For instance, U.S. Treasuries may gain value during a severe recession while stocks decline, leading to a negative correlation. However, this scenario is deemed less likely due to ongoing job creation and steady economic growth. The correlation between S&P 500 and Bloomberg Treasury index returns is currently high. This trend also offers trading opportunities; historical data suggests extreme correlations often revert.
Example #2
Suppose an investor might notice that bond prices tend to fall when the stock market rises, indicating a negative correlation between the two assets. To capitalize on this correlation, the investor could sell short positions in bonds while simultaneously buying stocks. If the correlation holds true, any gains from the stock positions will offset losses from the bond positions, leading to a profitable trade.

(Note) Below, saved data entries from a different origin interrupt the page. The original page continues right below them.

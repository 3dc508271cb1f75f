//! Common types and utilities for picot commands.
//!
//! This module provides shared types and utility functions used across all
//! command implementations to ensure consistency.

use std::fs::File;
use std::io::{self, Write};
use std::path::Path;

use clap::ValueEnum;
use picoc_lex::{Backtrack, InputBuffer, ScanConfig, Token};
use serde::Deserialize;

use crate::error::{PicotError, Result};

/// Name shown for input read from standard input.
pub const STDIN_NAME: &str = "<stdin>";

// ============================================================================
// Output Format
// ============================================================================

/// Supported token output formats.
#[derive(Debug, Clone, Copy, Default, PartialEq, Eq, ValueEnum, Deserialize)]
#[serde(rename_all = "lowercase")]
pub enum OutputFormat {
    /// `{lexeme , TYPE , line}` per line
    #[default]
    Text,
    /// One JSON object per line
    Json,
}

impl OutputFormat {
    /// Writes one token in this format, followed by a newline.
    pub fn write_token<W: Write>(self, out: &mut W, token: &Token) -> Result<()> {
        match self {
            Self::Text => writeln!(out, "{}", token)?,
            Self::Json => {
                serde_json::to_writer(&mut *out, token)?;
                writeln!(out)?;
            },
        }
        Ok(())
    }
}

// ============================================================================
// Input
// ============================================================================

/// Reads the whole input into a character source.
///
/// `None` reads standard input.
///
/// # Returns
/// * `Result<(String, InputBuffer)>` - Display name of the input and its text
pub fn read_source(input: Option<&Path>) -> Result<(String, InputBuffer)> {
    match input {
        Some(path) => {
            if !path.is_file() {
                return Err(PicotError::Validation(format!(
                    "Input path is not a file: {}",
                    path.display()
                )));
            }
            let buffer = InputBuffer::from_reader(File::open(path)?)?;
            Ok((path.display().to_string(), buffer))
        },
        None => {
            let buffer = InputBuffer::from_reader(io::stdin().lock())?;
            Ok((STDIN_NAME.to_string(), buffer))
        },
    }
}

/// Applies the `--restore` flag on top of the configured scanner options.
pub fn scan_config(config: ScanConfig, restore: bool) -> ScanConfig {
    if restore {
        config.with_backtrack(Backtrack::Restore)
    } else {
        config
    }
}
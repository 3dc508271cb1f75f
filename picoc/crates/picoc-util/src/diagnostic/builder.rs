//! Diagnostic builder for fluent diagnostic construction.

use super::{Diagnostic, DiagnosticCode, Handler, Level};

/// Builder for constructing diagnostics with a fluent API
///
/// # Examples
///
/// ```
/// use picoc_util::diagnostic::{DiagnosticBuilder, DiagnosticCode, Level};
///
/// let diag = DiagnosticBuilder::new(Level::Error, "expected a digit after '.'")
///     .code(DiagnosticCode::E_LEXER_MALFORMED_REAL)
///     .line(7)
///     .help("write `3.0` instead of `3.`")
///     .build();
///
/// assert_eq!(diag.line, 7);
/// assert_eq!(diag.helps.len(), 1);
/// ```
#[must_use = "a builder does nothing until `build` or `emit` is called"]
pub struct DiagnosticBuilder {
    level: Level,
    message: String,
    line: u32,
    code: Option<DiagnosticCode>,
    notes: Vec<String>,
    helps: Vec<String>,
}

impl DiagnosticBuilder {
    /// Create a new diagnostic builder
    pub fn new(level: Level, message: impl Into<String>) -> Self {
        Self {
            level,
            message: message.into(),
            line: 0,
            code: None,
            notes: Vec::new(),
            helps: Vec::new(),
        }
    }

    /// Create an error builder
    pub fn error(message: impl Into<String>) -> Self {
        Self::new(Level::Error, message)
    }

    /// Create a warning builder
    pub fn warning(message: impl Into<String>) -> Self {
        Self::new(Level::Warning, message)
    }

    /// Set the diagnostic code
    pub fn code(mut self, code: DiagnosticCode) -> Self {
        self.code = Some(code);
        self
    }

    /// Set the 1-based source line
    pub fn line(mut self, line: u32) -> Self {
        self.line = line;
        self
    }

    /// Add a note
    pub fn note(mut self, note: impl Into<String>) -> Self {
        self.notes.push(note.into());
        self
    }

    /// Add a help message
    pub fn help(mut self, help: impl Into<String>) -> Self {
        self.helps.push(help.into());
        self
    }

    /// Build the diagnostic
    pub fn build(self) -> Diagnostic {
        let mut diagnostic = Diagnostic::new(self.level, self.message, self.line);
        diagnostic.code = self.code;
        diagnostic.notes = self.notes;
        diagnostic.helps = self.helps;
        diagnostic
    }

    /// Build and emit the diagnostic into a handler
    pub fn emit(self, handler: &Handler) {
        handler.emit_diagnostic(self.build());
    }
}
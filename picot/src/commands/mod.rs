//! Command modules for the picot CLI.
//!
//! This module contains implementations for all available subcommands.
//! Each subcommand is implemented in its own file and driven through the
//! [`Command`] trait.

pub mod common;

pub mod check;
pub mod tokens;

use tracing::debug;

use crate::config::Config;
use crate::error::Result;

// Re-export command types and functions
pub use check::{run_check, CheckArgs};
pub use tokens::{run_tokens, TokensArgs};

/// Standard command trait that all picot commands implement.
pub trait Command: Sized {
    /// The arguments type for this command.
    type Args;

    /// Create a new command instance with the given arguments.
    fn new(args: Self::Args, config: Config) -> Self;

    /// Execute the command.
    fn execute(&self) -> Result<()>;

    /// Get the command name.
    fn name() -> &'static str;
}

/// Builds and executes a command, logging its lifecycle.
pub(crate) fn dispatch<C: Command>(args: C::Args, config: Config) -> Result<()> {
    debug!(command = C::name(), "executing");
    let result = C::new(args, config).execute();
    debug!(command = C::name(), ok = result.is_ok(), "finished");
    result
}
//! Document store abstraction for per-key synchronized documents.
//!
//! A document store holds one document per [`DocumentKey`] and offers two
//! operations:
//!
//! - **write**: full replace of the document (upsert, no patching)
//! - **subscribe**: a live stream of snapshots, starting with the current
//!   state of the document and followed by every later change
//!
//! A missing document is not an error; it is delivered as
//! [`Snapshot::NotFound`]. Transport problems on a live subscription are
//! delivered in-band as `Err` items and do not end the stream. The store is
//! expected to reconnect on its own.
//!
//! Dropping the [`SnapshotStream`] unsubscribes.
//!
//! # Implementations
//!
//! - `InMemoryDocumentStore` (in `cart-sync-testing`): watch-channel backed, with failure injection
//!
//! # Example
//!
//! ```rust,ignore
//! use cart_sync_core::document_store::{DocumentKey, DocumentStore, Snapshot};
//! use futures::StreamExt;
//!
//! async fn follow(store: &dyn DocumentStore<CartDocument>) -> Result<(), DocumentStoreError> {
//!     let key = DocumentKey::new("user-42");
//!     let mut snapshots = store.subscribe(&key).await?;
//!     while let Some(snapshot) = snapshots.next().await {
//!         match snapshot {
//!             Ok(Snapshot::Found(cart)) => render(cart),
//!             Ok(Snapshot::NotFound) => render(CartDocument::default()),
//!             Err(e) => tracing::error!("snapshot error: {e}"),
//!         }
//!     }
//!     Ok(())
//! }
//! ```

use chrono::{DateTime, Utc};
use futures::Stream;
use serde::{Deserialize, Serialize};
use std::fmt;
use std::future::Future;
use std::pin::Pin;
use std::str::FromStr;
use thiserror::Error;

/// Error type for `DocumentKey` parsing.
#[derive(Error, Debug, Clone, PartialEq, Eq)]
#[error("Invalid document key: {0}")]
pub struct ParseDocumentKeyError(String);

/// Key of a single document in a [`DocumentStore`].
///
/// For the cart this is the user identifier: one cart document per user.
///
/// # Validation
///
/// - `FromStr::from_str()`: Validates input (rejects empty strings)
/// - `From::from()` and `new()`: No validation (for trusted input)
///
/// # Examples
///
/// ```
/// use cart_sync_core::document_store::DocumentKey;
///
/// let key = DocumentKey::new("user-42");
/// assert_eq!(key.as_str(), "user-42");
///
/// assert!("".parse::<DocumentKey>().is_err());
/// ```
#[derive(Clone, Debug, PartialEq, Eq, Hash, Serialize, Deserialize)]
pub struct DocumentKey(String);

impl DocumentKey {
    /// Create a new `DocumentKey` from a string.
    #[must_use]
    pub fn new(key: impl Into<String>) -> Self {
        Self(key.into())
    }

    /// Get the key as a string slice.
    #[must_use]
    pub fn as_str(&self) -> &str {
        &self.0
    }
}

impl fmt::Display for DocumentKey {
    fn fmt(&self, f: &mut fmt::Formatter<'_>) -> fmt::Result {
        write!(f, "{}", self.0)
    }
}

impl FromStr for DocumentKey {
    type Err = ParseDocumentKeyError;

    fn from_str(s: &str) -> Result<Self, Self::Err> {
        if s.is_empty() {
            return Err(ParseDocumentKeyError(
                "Document key cannot be empty".to_string(),
            ));
        }
        Ok(Self(s.to_string()))
    }
}

impl From<String> for DocumentKey {
    fn from(s: String) -> Self {
        Self(s)
    }
}

impl From<&str> for DocumentKey {
    fn from(s: &str) -> Self {
        Self(s.to_string())
    }
}

impl AsRef<str> for DocumentKey {
    fn as_ref(&self) -> &str {
        &self.0
    }
}

/// Errors that can occur during document store operations.
#[derive(Error, Debug, Clone, PartialEq, Eq)]
pub enum DocumentStoreError {
    /// The store cannot be reached (offline, not configured)
    #[error("Document store unavailable: {0}")]
    Unavailable(String),

    /// A write was rejected or could not be delivered
    #[error("Write failed for document '{key}': {reason}")]
    WriteFailed {
        /// The document that failed to write
        key: DocumentKey,
        /// The reason for failure
        reason: String,
    },

    /// Opening a subscription failed
    #[error("Subscription failed for document '{key}': {reason}")]
    SubscriptionFailed {
        /// The document that failed to subscribe
        key: DocumentKey,
        /// The reason for failure
        reason: String,
    },

    /// A stored document could not be decoded
    #[error("Deserialization failed: {0}")]
    Deserialization(String),

    /// Network or transport error on a live subscription
    #[error("Transport error: {0}")]
    Transport(String),
}

/// A point-in-time read of one document.
#[derive(Clone, Debug, PartialEq)]
pub enum Snapshot<D> {
    /// The document exists
    Found(D),
    /// The document has never been written
    NotFound,
}

impl<D> Snapshot<D> {
    /// The document, if it exists
    #[must_use]
    pub fn into_document(self) -> Option<D> {
        match self {
            Self::Found(document) => Some(document),
            Self::NotFound => None,
        }
    }

    /// Whether the document exists
    #[must_use]
    pub const fn is_found(&self) -> bool {
        matches!(self, Self::Found(_))
    }
}

/// Documents whose last-write timestamp is assigned by the store.
///
/// Stores call [`set_server_timestamp`](ServerTimestamp::set_server_timestamp)
/// on every write, overriding whatever the writer supplied.
pub trait ServerTimestamp {
    /// Record the store-assigned write time
    fn set_server_timestamp(&mut self, at: DateTime<Utc>);
}

/// Stream of snapshots from a subscription.
pub type SnapshotStream<D> =
    Pin<Box<dyn Stream<Item = Result<Snapshot<D>, DocumentStoreError>> + Send>>;

/// Trait for document store implementations.
///
/// # Delivery
///
/// - The first item of a subscription is the current state of the document
/// - Later items follow the store's write order for that document
/// - Delivery is at-least-once; identical snapshots may repeat
///
/// # Dyn Compatibility
///
/// This trait uses explicit `Pin<Box<dyn Future>>` returns instead of `async fn`
/// to enable trait object usage (`Arc<dyn DocumentStore<D>>`). Reducers capture
/// the store inside effects.
pub trait DocumentStore<D>: Send + Sync {
    /// Replace the document stored under `key`.
    ///
    /// # Errors
    ///
    /// Returns [`DocumentStoreError::WriteFailed`] or
    /// [`DocumentStoreError::Unavailable`] if the write cannot be applied.
    fn write(
        &self,
        key: &DocumentKey,
        document: D,
    ) -> Pin<Box<dyn Future<Output = Result<(), DocumentStoreError>> + Send + '_>>;

    /// Subscribe to the document stored under `key`.
    ///
    /// # Errors
    ///
    /// Returns [`DocumentStoreError::SubscriptionFailed`] if the subscription
    /// cannot be opened.
    fn subscribe(
        &self,
        key: &DocumentKey,
    ) -> Pin<Box<dyn Future<Output = Result<SnapshotStream<D>, DocumentStoreError>> + Send + '_>>;
}

#[cfg(test)]
mod tests {
    use super::*;

    #[test]
    fn document_key_rejects_empty_input() {
        let err = "".parse::<DocumentKey>();
        assert!(err.is_err());

        let key: DocumentKey = "user-1".parse().unwrap_or_else(|_| DocumentKey::new("?"));
        assert_eq!(key, DocumentKey::from("user-1"));
        assert_eq!(key.to_string(), "user-1");
    }

    #[test]
    fn snapshot_accessors() {
        let found = Snapshot::Found(3);
        assert!(found.is_found());
        assert_eq!(found.into_document(), Some(3));

        let missing: Snapshot<i32> = Snapshot::NotFound;
        assert!(!missing.is_found());
        assert_eq!(missing.into_document(), None);
    }

    #[test]
    fn errors_render_key_and_reason() {
        let err = DocumentStoreError::WriteFailed {
            key: DocumentKey::new("user-9"),
            reason: "offline".to_string(),
        };
        assert_eq!(
            err.to_string(),
            "Write failed for document 'user-9': offline"
        );
    }
}
//! # Cart Sync Core
//!
//! Core traits and types for the cart sync architecture.
//!
//! The cart engine is written as a reducer over explicit state. Everything that
//! touches the outside world (timers, document subscriptions, document writes)
//! is returned from the reducer as an [`Effect`](effect::Effect) description and
//! executed by the runtime crate.
//!
//! ## Core Concepts
//!
//! - **State**: The local cart plus the sync state machine
//! - **Action**: All possible inputs (user edits, auth changes, remote snapshots, timer fires)
//! - **Reducer**: Pure function `(State, Action, Environment) → (State, Effects)`
//! - **Effect**: Side effect descriptions, optionally cancellable by id
//! - **Environment**: Injected dependencies (clock, document store, diagnostics)
//!
//! ## Example
//!
//! ```ignore
//! use cart_sync_core::*;
//!
//! impl Reducer for CartReducer {
//!     type State = CartState;
//!     type Action = CartAction;
//!     type Environment = CartEnvironment;
//!
//!     fn reduce(
//!         &self,
//!         state: &mut CartState,
//!         action: CartAction,
//!         env: &CartEnvironment,
//!     ) -> SmallVec<[Effect<CartAction>; 4]> {
//!         smallvec![Effect::None]
//!     }
//! }
//! ```

// Re-export commonly used types
pub use chrono::{DateTime, Utc};
pub use serde::{Deserialize, Serialize};
pub use smallvec::{smallvec, SmallVec};

/// Document store contract: keyed documents with full-replace writes and live snapshots
pub mod document_store;

/// Declarative macros for building effects
pub mod effect_macros;

/// Reducer module - The core trait for business logic
///
/// Reducers are pure functions: `(State, Action, Environment) → (State, Effects)`
///
/// They contain all business logic and are deterministic and testable.
pub mod reducer {
    use super::SmallVec;
    use super::effect::Effect;

    /// The Reducer trait - core abstraction for business logic
    ///
    /// # Type Parameters
    ///
    /// - `State`: The domain state this reducer operates on
    /// - `Action`: The action type this reducer processes
    /// - `Environment`: The injected dependencies this reducer needs
    pub trait Reducer {
        /// The state type this reducer operates on
        type State;

        /// The action type this reducer processes
        type Action;

        /// The environment type with injected dependencies
        type Environment;

        /// Reduce an action into state changes and effects
        ///
        /// This is a pure function that:
        /// 1. Validates the action
        /// 2. Updates state in place
        /// 3. Returns effect descriptions to be executed
        fn reduce(
            &self,
            state: &mut Self::State,
            action: Self::Action,
            env: &Self::Environment,
        ) -> SmallVec<[Effect<Self::Action>; 4]>;
    }
}

/// Effect module - Side effect descriptions
///
/// Effects describe side effects to be performed by the runtime.
/// They are values (not execution) and are composable and cancellable.
pub mod effect {
    use futures::Stream;
    use std::borrow::Cow;
    use std::fmt;
    use std::future::Future;
    use std::pin::Pin;
    use std::time::Duration;

    /// Identifier for a cancellable effect
    ///
    /// At most one effect per id is in flight. Starting a new cancellable
    /// effect with an id that is already running cancels the running one.
    #[derive(Clone, Debug, PartialEq, Eq, Hash)]
    pub struct EffectId(Cow<'static, str>);

    impl EffectId {
        /// Create an id from a static name
        #[must_use]
        pub const fn from_static(name: &'static str) -> Self {
            Self(Cow::Borrowed(name))
        }

        /// Create an id from an owned name
        #[must_use]
        pub fn new(name: impl Into<String>) -> Self {
            Self(Cow::Owned(name.into()))
        }

        /// The id as a string slice
        #[must_use]
        pub fn as_str(&self) -> &str {
            &self.0
        }
    }

    impl fmt::Display for EffectId {
        fn fmt(&self, f: &mut fmt::Formatter<'_>) -> fmt::Result {
            f.write_str(&self.0)
        }
    }

    /// Effect type - describes a side effect to be executed
    ///
    /// Effects are NOT executed immediately. They are descriptions of what should happen,
    /// returned from reducers and executed by the Store runtime.
    pub enum Effect<Action> {
        /// No-op effect
        None,

        /// Run effects in parallel
        Parallel(Vec<Effect<Action>>),

        /// Run effects sequentially
        Sequential(Vec<Effect<Action>>),

        /// Delayed action (for timeouts and debounce windows)
        Delay {
            /// How long to wait
            duration: Duration,
            /// Action to dispatch after delay
            action: Box<Action>,
        },

        /// Arbitrary async computation
        ///
        /// Returns `Option<Action>` - if Some, the action is fed back into the reducer
        Future(Pin<Box<dyn Future<Output = Option<Action>> + Send>>),

        /// Long-lived stream of actions, each fed back into the reducer
        Stream(Pin<Box<dyn Stream<Item = Action> + Send>>),

        /// Run an effect under an id so it can be cancelled later
        ///
        /// Starting a cancellable effect cancels any effect already running
        /// under the same id, and waits for it to stop before starting.
        Cancellable {
            /// Cancellation id
            id: EffectId,
            /// The effect to run
            effect: Box<Effect<Action>>,
        },

        /// Cancel the effect running under the given id, if any
        Cancel(EffectId),
    }

    // Manual Debug implementation since Future doesn't implement Debug
    impl<Action> fmt::Debug for Effect<Action>
    where
        Action: fmt::Debug,
    {
        fn fmt(&self, f: &mut fmt::Formatter<'_>) -> fmt::Result {
            match self {
                Effect::None => write!(f, "Effect::None"),
                Effect::Parallel(effects) => {
                    f.debug_tuple("Effect::Parallel").field(effects).finish()
                },
                Effect::Sequential(effects) => {
                    f.debug_tuple("Effect::Sequential").field(effects).finish()
                },
                Effect::Delay { duration, action } => f
                    .debug_struct("Effect::Delay")
                    .field("duration", duration)
                    .field("action", action)
                    .finish(),
                Effect::Future(_) => write!(f, "Effect::Future(<future>)"),
                Effect::Stream(_) => write!(f, "Effect::Stream(<stream>)"),
                Effect::Cancellable { id, effect } => f
                    .debug_struct("Effect::Cancellable")
                    .field("id", id)
                    .field("effect", effect)
                    .finish(),
                Effect::Cancel(id) => f.debug_tuple("Effect::Cancel").field(id).finish(),
            }
        }
    }

    impl<Action> Effect<Action> {
        /// Combine effects to run in parallel
        #[must_use]
        pub const fn merge(effects: Vec<Effect<Action>>) -> Effect<Action> {
            Effect::Parallel(effects)
        }

        /// Chain effects to run sequentially
        #[must_use]
        pub const fn chain(effects: Vec<Effect<Action>>) -> Effect<Action> {
            Effect::Sequential(effects)
        }

        /// Make this effect cancellable under `id`
        #[must_use]
        pub fn cancellable(self, id: EffectId) -> Effect<Action> {
            Effect::Cancellable {
                id,
                effect: Box::new(self),
            }
        }

        /// The cancellation id, if this is a `Cancellable` or `Cancel` effect
        #[must_use]
        pub const fn cancellation_id(&self) -> Option<&EffectId> {
            match self {
                Effect::Cancellable { id, .. } | Effect::Cancel(id) => Some(id),
                _ => None,
            }
        }
    }
}

/// Environment module - Dependency injection traits
///
/// All external dependencies are abstracted behind traits and injected
/// via the Environment parameter.
pub mod environment {
    use chrono::{DateTime, Utc};

    /// Clock trait - abstracts time operations for testability
    pub trait Clock: Send + Sync {
        /// Get the current time
        fn now(&self) -> DateTime<Utc>;
    }

    /// Production clock backed by the system time
    #[derive(Debug, Clone, Copy, Default)]
    pub struct SystemClock;

    impl Clock for SystemClock {
        fn now(&self) -> DateTime<Utc> {
            Utc::now()
        }
    }
}
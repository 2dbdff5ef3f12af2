//! # Cart Sync Testing
//!
//! Testing utilities and helpers for the cart sync architecture.
//!
//! This crate provides:
//! - Deterministic clocks ([`FixedClock`], [`ManualClock`])
//! - An in-memory [`DocumentStore`](cart_sync_core::document_store::DocumentStore)
//!   with live snapshots and failure injection
//! - A fluent Given-When-Then harness for reducers
//!
//! ## Example
//!
//! ```ignore
//! use cart_sync_testing::{InMemoryDocumentStore, test_clock};
//!
//! #[tokio::test(start_paused = true)]
//! async fn writes_reach_the_store() {
//!     let documents = InMemoryDocumentStore::<CartDocument>::new();
//!     let engine = CartSyncEngine::new(env_with(documents.clone()));
//!     // ...
//!     assert_eq!(documents.write_count(), 1);
//! }
//! ```

use chrono::{DateTime, Utc};
use cart_sync_core::environment::Clock;

/// In-memory document store with live snapshots
pub mod document_mocks;


/// Mock implementations of Environment traits
pub mod mocks {
    use super::{Clock, DateTime, Utc};
    use std::sync::{Arc, Mutex, PoisonError};

    /// Fixed clock for deterministic tests
    ///
    /// Always returns the same time, making tests reproducible.
    ///
    /// # Example
    ///
    /// ```
    /// use cart_sync_testing::mocks::FixedClock;
    /// use cart_sync_core::environment::Clock;
    /// use chrono::Utc;
    ///
    /// let clock = FixedClock::new(Utc::now());
    /// let time1 = clock.now();
    /// let time2 = clock.now();
    /// assert_eq!(time1, time2); // Always the same!
    /// ```
    #[derive(Debug, Clone)]
    pub struct FixedClock {
        time: DateTime<Utc>,
    }

    impl FixedClock {
        /// Create a new fixed clock with the given time
        #[must_use]
        pub const fn new(time: DateTime<Utc>) -> Self {
            Self { time }
        }
    }

    impl Clock for FixedClock {
        fn now(&self) -> DateTime<Utc> {
            self.time
        }
    }

    /// Clock that only moves when the test moves it
    ///
    /// Clones share the same time, so a test can keep one handle and give
    /// another to the code under test.
    ///
    /// # Example
    ///
    /// ```
    /// use cart_sync_testing::mocks::ManualClock;
    /// use cart_sync_core::environment::Clock;
    /// use chrono::{Duration, Utc};
    ///
    /// let start = Utc::now();
    /// let clock = ManualClock::new(start);
    /// let shared = clock.clone();
    ///
    /// clock.advance(Duration::seconds(90));
    /// assert_eq!(shared.now(), start + Duration::seconds(90));
    /// ```
    #[derive(Debug, Clone)]
    pub struct ManualClock {
        time: Arc<Mutex<DateTime<Utc>>>,
    }

    impl ManualClock {
        /// Create a clock starting at `time`
        #[must_use]
        pub fn new(time: DateTime<Utc>) -> Self {
            Self {
                time: Arc::new(Mutex::new(time)),
            }
        }

        /// Move the clock forward
        pub fn advance(&self, by: chrono::Duration) {
            let mut time = self.time.lock().unwrap_or_else(PoisonError::into_inner);
            *time += by;
        }

        /// Jump to an absolute time
        pub fn set(&self, to: DateTime<Utc>) {
            *self.time.lock().unwrap_or_else(PoisonError::into_inner) = to;
        }
    }

    impl Clock for ManualClock {
        fn now(&self) -> DateTime<Utc> {
            *self.time.lock().unwrap_or_else(PoisonError::into_inner)
        }
    }

    fn epoch() -> DateTime<Utc> {
        DateTime::from_timestamp(1_735_689_600, 0).unwrap_or_default()
    }

    /// Create a default fixed clock for tests (2025-01-01 00:00:00 UTC)
    #[must_use]
    pub fn test_clock() -> FixedClock {
        FixedClock::new(epoch())
    }

    /// Create a manual clock starting at 2025-01-01 00:00:00 UTC
    #[must_use]
    pub fn manual_clock() -> ManualClock {
        ManualClock::new(epoch())
    }
}

// Re-export commonly used items
pub use document_mocks::{InMemoryDocumentStore, SubscriptionEvent};
pub use mocks::{FixedClock, ManualClock, manual_clock, test_clock};
pub use reducer_test::{ReducerTest, assertions};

Advantages And Disadvantages
Following are the advantages and limitations of the correlation trading model. Let us understand them in a tabular format:
Advantages | Disadvantages |
---|---|
It provides scope for portfolio diversification. | It can be tough to analyze the correlation between assets. |
The correlation also helps in determining the undervalued and overperforming stocks. | Certain market factors like liquidity and volatility can influence the results obtained. |
It enables opportunities best for arbitrage. | Delays in applying the trading strategy can cause profit-booking sessions. |
Traders can also hedge the potential risk and book profits from mispricings. | |
This tool can be implemented across different asset classes. |
Frequently Asked Questions (FAQs)
Correlation trading in the forex market majorly revolves around the foreign exchange market with different currencies. However, by following certain steps, the task becomes easy. Let us look at them:
• Identify the pairs of currencies as per your preference.
• Determine the correlation for each. In major cases, one currency may have a positive correlation and a negative for the other.
• Develop a trading strategy that can help in taking long and short positions.
Various examples available in the financial market can be considered as correlated assets. For instance, oil and natural gas have a positive correlation between them. Likewise, the U.S. crude oil and American Airlines Group have a negative correlation.
This trading strategy is profitable to those traders who know the crusts of the financial markets and assets traded within them. Any positively correlated assets will follow the same direction, so it is possible to expect profits in an upward trend. Likewise, a negative correlation can bring profits depending on the trading position.